Another challenge is to dissuade Russia—as has recently been suggested by the American administration—from gaining industrial contracts, financial services, and terms of trade by stepping in to inherit U.S. or European corporations that are now leaving Iran (in growing numbers) in obedience to the sanctions. The short-term gains may be tempting for many in Moscow, but the long-term results, undermining the efforts to achieve a nonviolent solution, could be tragic.
This, indeed, is the point that Moscow should come to understand—and, indeed, may still do so, even after the Tehran visit, if the message is clearly and decisively delivered. For Russia (and, to some extent, China) the choice is between three basic courses of action:
- A full (but frankly, unlikely) return to the model of a united international front, that would be able to carry out fresh and effective UNSC resolutions and quickly corner the Iranian regime;
- A “semi-detached” position, i.e., continued reluctance to be involved in imposing new sanctions (in which case, Russia would derail further UN resolutions), yet coupled with a policy of restraint when it comes to business with Iran, and in particular, with continued delays on the Bushehr fuel supply. This may be the realistically achievable goal vis-à-vis the Russian leadership at this time—unless the West offers far-reaching concessions on other fronts, such as the future status of Ukraine, which would be the incentive for more coordinated policies.
- A confrontational mode, in which Iran would become the testing ground for a new balance of power—with the full consequences that might follow, namely, a dangerous narrowing of the range of options for the U.S. and the West (as Nicolas Sarkozy and Bernard Kouchner have already warned).
The course of historical events may yet lead to a new “game of nations.” Russia and China (with India and Japan to complete the Asian elephant path; and some unexpected European permutations in tow) could reinstitute a version of the old and often slippery “balance of power,” glorified in Henry Kissinger’s book Diplomacy, but reviled in many others.

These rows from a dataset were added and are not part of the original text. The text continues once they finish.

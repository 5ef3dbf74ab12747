//! WebSocket delivery of change notifications.
//!
//! # Data Flow
//! ```text
//! ChangeBroadcaster → TopicHub (topic) → per-connection receiver → WebSocket text frame
//! ```
//!
//! # Design Decisions
//! - One hub subscription per connection; a slow client only lags itself
//! - Incoming frames are ignored apart from close
//! - Connections close on shutdown so the listener can drain

use axum::{
    extract::{
        ws::{Message, WebSocket, WebSocketUpgrade},
        State,
    },
    response::Response,
};
use tokio::sync::broadcast::error::RecvError;
use uuid::Uuid;

use crate::admin::AppState;

pub async fn config_updates(ws: WebSocketUpgrade, State(state): State<AppState>) -> Response {
    ws.on_upgrade(move |socket| stream_updates(socket, state))
}

async fn stream_updates(mut socket: WebSocket, state: AppState) {
    let connection = Uuid::new_v4();
    let mut updates = state.hub.subscribe(&state.topic);
    tracing::debug!(%connection, topic = %state.topic, "WebSocket subscriber connected");

    loop {
        tokio::select! {
            update = updates.recv() => match update {
                Ok(text) => {
                    if socket.send(Message::Text(text.to_string().into())).await.is_err() {
                        break;
                    }
                }
                Err(RecvError::Lagged(skipped)) => {
                    tracing::warn!(%connection, skipped, "WebSocket subscriber lagged, notifications dropped");
                }
                Err(RecvError::Closed) => break,
            },
            incoming = socket.recv() => match incoming {
                Some(Ok(Message::Close(_))) | Some(Err(_)) | None => break,
                Some(Ok(_)) => {}
            },
            _ = state.shutdown.wait() => {
                let _ = socket.send(Message::Close(None)).await;
                break;
            }
        }
    }

    tracing::debug!(%connection, "WebSocket subscriber disconnected");
}
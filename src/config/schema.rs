//! Engine settings schema.
//!
//! This module defines the settings of the reload engine itself (where the
//! sources live, how they are watched, where the admin API listens). The
//! configuration *documents* it serves are modelled in `crate::domain`.
//! All types derive Serde traits for deserialization from a TOML file.

use serde::{Deserialize, Serialize};
use std::collections::BTreeMap;
use std::time::Duration;

use crate::domain::Domain;

/// Root settings for the engine.
#[derive(Debug, Clone, Deserialize, Serialize, Default)]
#[serde(default)]
pub struct EngineConfig {
    /// Where the configuration sources are read from.
    pub sources: SourcesConfig,

    /// Change detection settings.
    pub watch: WatchConfig,

    /// Reload worker settings.
    pub reload: ReloadConfig,

    /// Change broadcast settings.
    pub broadcast: BroadcastConfig,

    /// Admin HTTP API settings.
    pub admin: AdminConfig,

    /// Logging and metrics settings.
    pub observability: ObservabilityConfig,
}

/// Source location settings.
#[derive(Debug, Clone, Deserialize, Serialize)]
#[serde(default)]
pub struct SourcesConfig {
    /// Directory holding one file per domain.
    pub directory: String,

    /// Per-domain file name overrides (e.g. `ui = "look.json"`).
    pub files: BTreeMap<Domain, String>,
}

impl Default for SourcesConfig {
    fn default() -> Self {
        Self {
            directory: "config".to_string(),
            files: BTreeMap::new(),
        }
    }
}

/// Which change detection strategy to try first.
#[derive(Debug, Clone, Copy, PartialEq, Eq, Deserialize, Serialize, Default)]
#[serde(rename_all = "lowercase")]
pub enum StrategyPreference {
    /// Try native notifications, fall back to polling.
    #[default]
    Auto,
    /// Same as `Auto`; the fallback cannot be disabled.
    Push,
    /// Skip native notifications entirely.
    Poll,
}

/// Change detection settings.
#[derive(Debug, Clone, Deserialize, Serialize)]
#[serde(default)]
pub struct WatchConfig {
    pub strategy: StrategyPreference,

    /// Polling period in milliseconds.
    pub poll_interval_ms: u64,

    /// Wait after a native notification before emitting, in milliseconds.
    pub settle_delay_ms: u64,

    /// Capacity of the change event channel.
    pub event_buffer: usize,
}

impl Default for WatchConfig {
    fn default() -> Self {
        Self {
            strategy: StrategyPreference::Auto,
            poll_interval_ms: 5_000,
            settle_delay_ms: 500,
            event_buffer: 64,
        }
    }
}

impl WatchConfig {
    pub fn poll_interval(&self) -> Duration {
        Duration::from_millis(self.poll_interval_ms)
    }

    pub fn settle_delay(&self) -> Duration {
        Duration::from_millis(self.settle_delay_ms)
    }
}

/// Reload worker settings.
#[derive(Debug, Clone, Deserialize, Serialize)]
#[serde(default)]
pub struct ReloadConfig {
    /// Maximum reloads running at once.
    pub workers: usize,

    /// Upper bound for reading one source, in milliseconds.
    pub io_timeout_ms: u64,
}

impl Default for ReloadConfig {
    fn default() -> Self {
        Self {
            workers: 2,
            io_timeout_ms: 5_000,
        }
    }
}

impl ReloadConfig {
    pub fn io_timeout(&self) -> Duration {
        Duration::from_millis(self.io_timeout_ms)
    }
}

/// Change broadcast settings.
#[derive(Debug, Clone, Deserialize, Serialize)]
#[serde(default)]
pub struct BroadcastConfig {
    /// Queue depth for in-process listeners.
    pub listener_capacity: usize,

    /// Topic used on the external notification channel.
    pub topic: String,

    /// Upper bound for one external delivery, in milliseconds.
    pub delivery_timeout_ms: u64,
}

impl Default for BroadcastConfig {
    fn default() -> Self {
        Self {
            listener_capacity: 64,
            topic: "/topic/config-updates".to_string(),
            delivery_timeout_ms: 2_000,
        }
    }
}

impl BroadcastConfig {
    pub fn delivery_timeout(&self) -> Duration {
        Duration::from_millis(self.delivery_timeout_ms)
    }
}

/// Admin API settings.
#[derive(Debug, Clone, Deserialize, Serialize)]
#[serde(default)]
pub struct AdminConfig {
    pub enabled: bool,

    /// Bind address (e.g., "127.0.0.1:8081").
    pub bind_address: String,

    /// Bearer token required on the REST routes.
    pub api_key: String,
}

impl Default for AdminConfig {
    fn default() -> Self {
        Self {
            enabled: true,
            bind_address: "127.0.0.1:8081".to_string(),
            api_key: "admin-secret-key".to_string(),
        }
    }
}

/// Log output format.
#[derive(Debug, Clone, Copy, PartialEq, Eq, Deserialize, Serialize, Default)]
#[serde(rename_all = "lowercase")]
pub enum LogFormat {
    #[default]
    Pretty,
    Json,
}

/// Observability settings.
#[derive(Debug, Clone, Deserialize, Serialize)]
#[serde(default)]
pub struct ObservabilityConfig {
    /// Default level when `RUST_LOG` is not set.
    pub log_level: String,

    pub log_format: LogFormat,

    /// Enable the Prometheus exporter.
    pub metrics_enabled: bool,

    /// Prometheus exporter bind address.
    pub metrics_address: String,
}

impl Default for ObservabilityConfig {
    fn default() -> Self {
        Self {
            log_level: "info".to_string(),
            log_format: LogFormat::Pretty,
            metrics_enabled: false,
            metrics_address: "127.0.0.1:9090".to_string(),
        }
    }
}
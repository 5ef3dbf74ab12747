//! Per-domain current/previous snapshot slots.

use arc_swap::ArcSwapOption;
use std::sync::{Arc, Mutex, PoisonError};
use thiserror::Error;

use crate::domain::{Domain, Snapshot};
use crate::observability::metrics;

/// Errors returned by the snapshot store.
#[derive(Debug, Clone, PartialEq, Eq, Error)]
pub enum StoreError {
    /// No snapshot has been stored for the domain yet.
    #[error("domain '{0}' has no snapshot yet")]
    NotInitialized(Domain),

    /// `initialize` was called twice without a publish in between.
    #[error("domain '{0}' is already initialized")]
    AlreadyInitialized(Domain),
}

#[derive(Default)]
struct Slot {
    current: ArcSwapOption<Snapshot>,
    previous: ArcSwapOption<Snapshot>,
    /// Held by writers. `true` while the last write was an `initialize`.
    write_lock: Mutex<bool>,
}

/// Holds the current and previous snapshot of every domain.
#[derive(Default)]
pub struct SnapshotStore {
    slots: [Slot; Domain::COUNT],
}

impl SnapshotStore {
    pub fn new() -> Self {
        Self::default()
    }

    fn slot(&self, domain: Domain) -> &Slot {
        &self.slots[domain.index()]
    }

    /// Most recently published snapshot.
    pub fn read(&self, domain: Domain) -> Result<Arc<Snapshot>, StoreError> {
        self.slot(domain)
            .current
            .load_full()
            .ok_or(StoreError::NotInitialized(domain))
    }

    pub fn try_read(&self, domain: Domain) -> Option<Arc<Snapshot>> {
        self.slot(domain).current.load_full()
    }

    /// Snapshot that the current one replaced, if any.
    pub fn previous(&self, domain: Domain) -> Option<Arc<Snapshot>> {
        self.slot(domain).previous.load_full()
    }

    /// Store the startup snapshot of a domain.
    pub fn initialize(&self, domain: Domain, snapshot: Snapshot) -> Result<(), StoreError> {
        let slot = self.slot(domain);
        let mut initialized = slot.write_lock.lock().unwrap_or_else(PoisonError::into_inner);

        if *initialized {
            return Err(StoreError::AlreadyInitialized(domain));
        }

        let version = snapshot.source_version;
        let replaced = slot.current.swap(Some(Arc::new(snapshot)));
        if replaced.is_some() {
            slot.previous.store(replaced);
        }
        *initialized = true;

        metrics::record_snapshot_version(domain, version);
        tracing::debug!(domain = %domain, version = version.get(), "Snapshot initialized");
        Ok(())
    }

    /// Atomically replace the current snapshot; returns the one it replaced.
    pub fn publish(&self, domain: Domain, snapshot: Arc<Snapshot>) -> Option<Arc<Snapshot>> {
        let slot = self.slot(domain);
        let mut initialized = slot.write_lock.lock().unwrap_or_else(PoisonError::into_inner);

        let version = snapshot.source_version;
        let replaced = slot.current.swap(Some(snapshot));
        slot.previous.store(replaced.clone());
        *initialized = false;

        metrics::record_snapshot_version(domain, version);
        replaced
    }

    /// Whether every known domain has a snapshot.
    pub fn is_ready(&self) -> bool {
        self.slots.iter().all(|slot| slot.current.load().is_some())
    }
}

#[cfg(test)]
mod tests {
    use super::*;
    use crate::domain::{ConfigDocument, SourceVersion};
    use serde_json::json;

    fn snapshot(domain: Domain, version: u64) -> Snapshot {
        Snapshot::new(
            ConfigDocument::new(domain, json!({ "version": version })),
            SourceVersion::new(version),
        )
    }

    #[test]
    fn test_read_before_initialize() {
        let store = SnapshotStore::new();
        assert_eq!(store.read(Domain::App).unwrap_err(), StoreError::NotInitialized(Domain::App));
        assert!(!store.is_ready());
    }

    #[test]
    fn test_double_initialize_rejected() {
        let store = SnapshotStore::new();
        store.initialize(Domain::App, snapshot(Domain::App, 1)).unwrap();
        assert_eq!(
            store.initialize(Domain::App, snapshot(Domain::App, 2)).unwrap_err(),
            StoreError::AlreadyInitialized(Domain::App)
        );
        assert_eq!(store.read(Domain::App).unwrap().source_version, SourceVersion::new(1));
    }

    #[test]
    fn test_initialize_allowed_again_after_publish() {
        let store = SnapshotStore::new();
        store.initialize(Domain::Ui, snapshot(Domain::Ui, 1)).unwrap();
        store.publish(Domain::Ui, Arc::new(snapshot(Domain::Ui, 2)));
        store.initialize(Domain::Ui, snapshot(Domain::Ui, 3)).unwrap();
        assert_eq!(store.read(Domain::Ui).unwrap().source_version, SourceVersion::new(3));
    }

    #[test]
    fn test_publish_moves_current_to_previous() {
        let store = SnapshotStore::new();
        store.initialize(Domain::Business, snapshot(Domain::Business, 1)).unwrap();
        assert!(store.previous(Domain::Business).is_none());

        let replaced = store.publish(Domain::Business, Arc::new(snapshot(Domain::Business, 2)));
        assert_eq!(replaced.unwrap().source_version, SourceVersion::new(1));
        assert_eq!(store.read(Domain::Business).unwrap().source_version, SourceVersion::new(2));
        assert_eq!(
            store.previous(Domain::Business).unwrap().source_version,
            SourceVersion::new(1)
        );
    }

    #[test]
    fn test_ready_once_all_domains_present() {
        let store = SnapshotStore::new();
        for domain in Domain::ALL {
            assert!(!store.is_ready());
            store.initialize(domain, snapshot(domain, 1)).unwrap();
        }
        assert!(store.is_ready());
    }

    #[test]
    fn test_domains_are_independent() {
        let store = SnapshotStore::new();
        store.initialize(Domain::App, snapshot(Domain::App, 1)).unwrap();
        store.publish(Domain::App, Arc::new(snapshot(Domain::App, 5)));
        assert!(store.read(Domain::Ui).is_err());
        assert!(store.previous(Domain::Ui).is_none());
    }
}
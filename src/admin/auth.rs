use axum::{
    body::Body,
    extract::State,
    http::{header::AUTHORIZATION, Request, StatusCode},
    middleware::Next,
    response::Response,
};

use crate::admin::AppState;

pub async fn admin_auth_middleware(
    State(state): State<AppState>,
    request: Request<Body>,
    next: Next,
) -> Result<Response, StatusCode> {
    let authorized = request
        .headers()
        .get(AUTHORIZATION)
        .and_then(|h| h.to_str().ok())
        .and_then(|value| value.strip_prefix("Bearer "))
        .is_some_and(|token| token == &*state.api_key);

    if authorized {
        return Ok(next.run(request).await);
    }

    tracing::warn!(path = %request.uri().path(), "Rejected admin request without valid credentials");
    Err(StatusCode::UNAUTHORIZED)
}
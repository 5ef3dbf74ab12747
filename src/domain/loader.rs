//! Decoding raw source bytes into documents.
//!
//! # Responsibilities
//! - Decode JSON content
//! - Reject content that does not fit the domain's typed model
//! - Report a missing source distinctly from malformed content
//!
//! # Design Decisions
//! - Pure: fetching the bytes is the caller's job (see `source::fetch_raw`)
//! - Used unchanged by both the startup path and the reload path

use crate::domain::models::ConfigModel;
use crate::domain::{ConfigDocument, ConfigError, Domain};

/// Stateless parser from raw bytes to a domain document.
#[derive(Debug, Clone, Copy, Default)]
pub struct ConfigLoader;

impl ConfigLoader {
    pub fn new() -> Self {
        Self
    }

    /// Parse `raw` into the document for `domain`.
    ///
    /// `None` means the source could not be located.
    pub fn load(&self, domain: Domain, raw: Option<&[u8]>) -> Result<ConfigDocument, ConfigError> {
        let bytes = raw.ok_or(ConfigError::SourceMissing(domain))?;

        let value: serde_json::Value =
            serde_json::from_slice(bytes).map_err(|e| ConfigError::Parse {
                domain,
                reason: e.to_string(),
            })?;

        if !value.is_object() {
            return Err(ConfigError::Parse {
                domain,
                reason: "document root must be an object".to_string(),
            });
        }

        let model = ConfigModel::decode(domain, &value)?;
        Ok(ConfigDocument::with_model(domain, value, model))
    }
}

#[cfg(test)]
mod tests {
    use super::*;

    #[test]
    fn test_missing_source() {
        let err = ConfigLoader::new().load(Domain::Ui, None).unwrap_err();
        assert_eq!(err, ConfigError::SourceMissing(Domain::Ui));
    }

    #[test]
    fn test_malformed_json() {
        let err = ConfigLoader::new()
            .load(Domain::App, Some(b"{\"system\": "))
            .unwrap_err();
        assert!(matches!(err, ConfigError::Parse { domain: Domain::App, .. }));
    }

    #[test]
    fn test_non_object_root() {
        let err = ConfigLoader::new().load(Domain::App, Some(b"[1, 2]")).unwrap_err();
        assert!(matches!(err, ConfigError::Parse { .. }));
    }

    #[test]
    fn test_wrong_field_type_is_rejected() {
        let raw = br#"{"features": {"modules": {"invoicing": "yes"}}}"#;
        let err = ConfigLoader::new()
            .load(Domain::FeatureFlags, Some(raw))
            .unwrap_err();
        assert!(matches!(err, ConfigError::Parse { domain: Domain::FeatureFlags, .. }));
    }

    #[test]
    fn test_valid_document() {
        let raw = br##"{"branding": {"primaryColor": "#ff0000"}, "extra": 1}"##;
        let doc = ConfigLoader::new().load(Domain::Ui, Some(raw)).unwrap();
        assert_eq!(doc.domain(), Domain::Ui);
        assert_eq!(doc.value()["extra"], 1);
    }
}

But for this to happen now over the Iranian nuclear drive would be both premature and dangerous—not only from an Israeli or American point of view, but in terms of Russia’s own interests. It can only be hoped that in Putin’s sharp calculus—he is certainly the most clear-minded leader in the Kremlin in some years—this realization will override the urge to poke a finger in the West’s collective eye.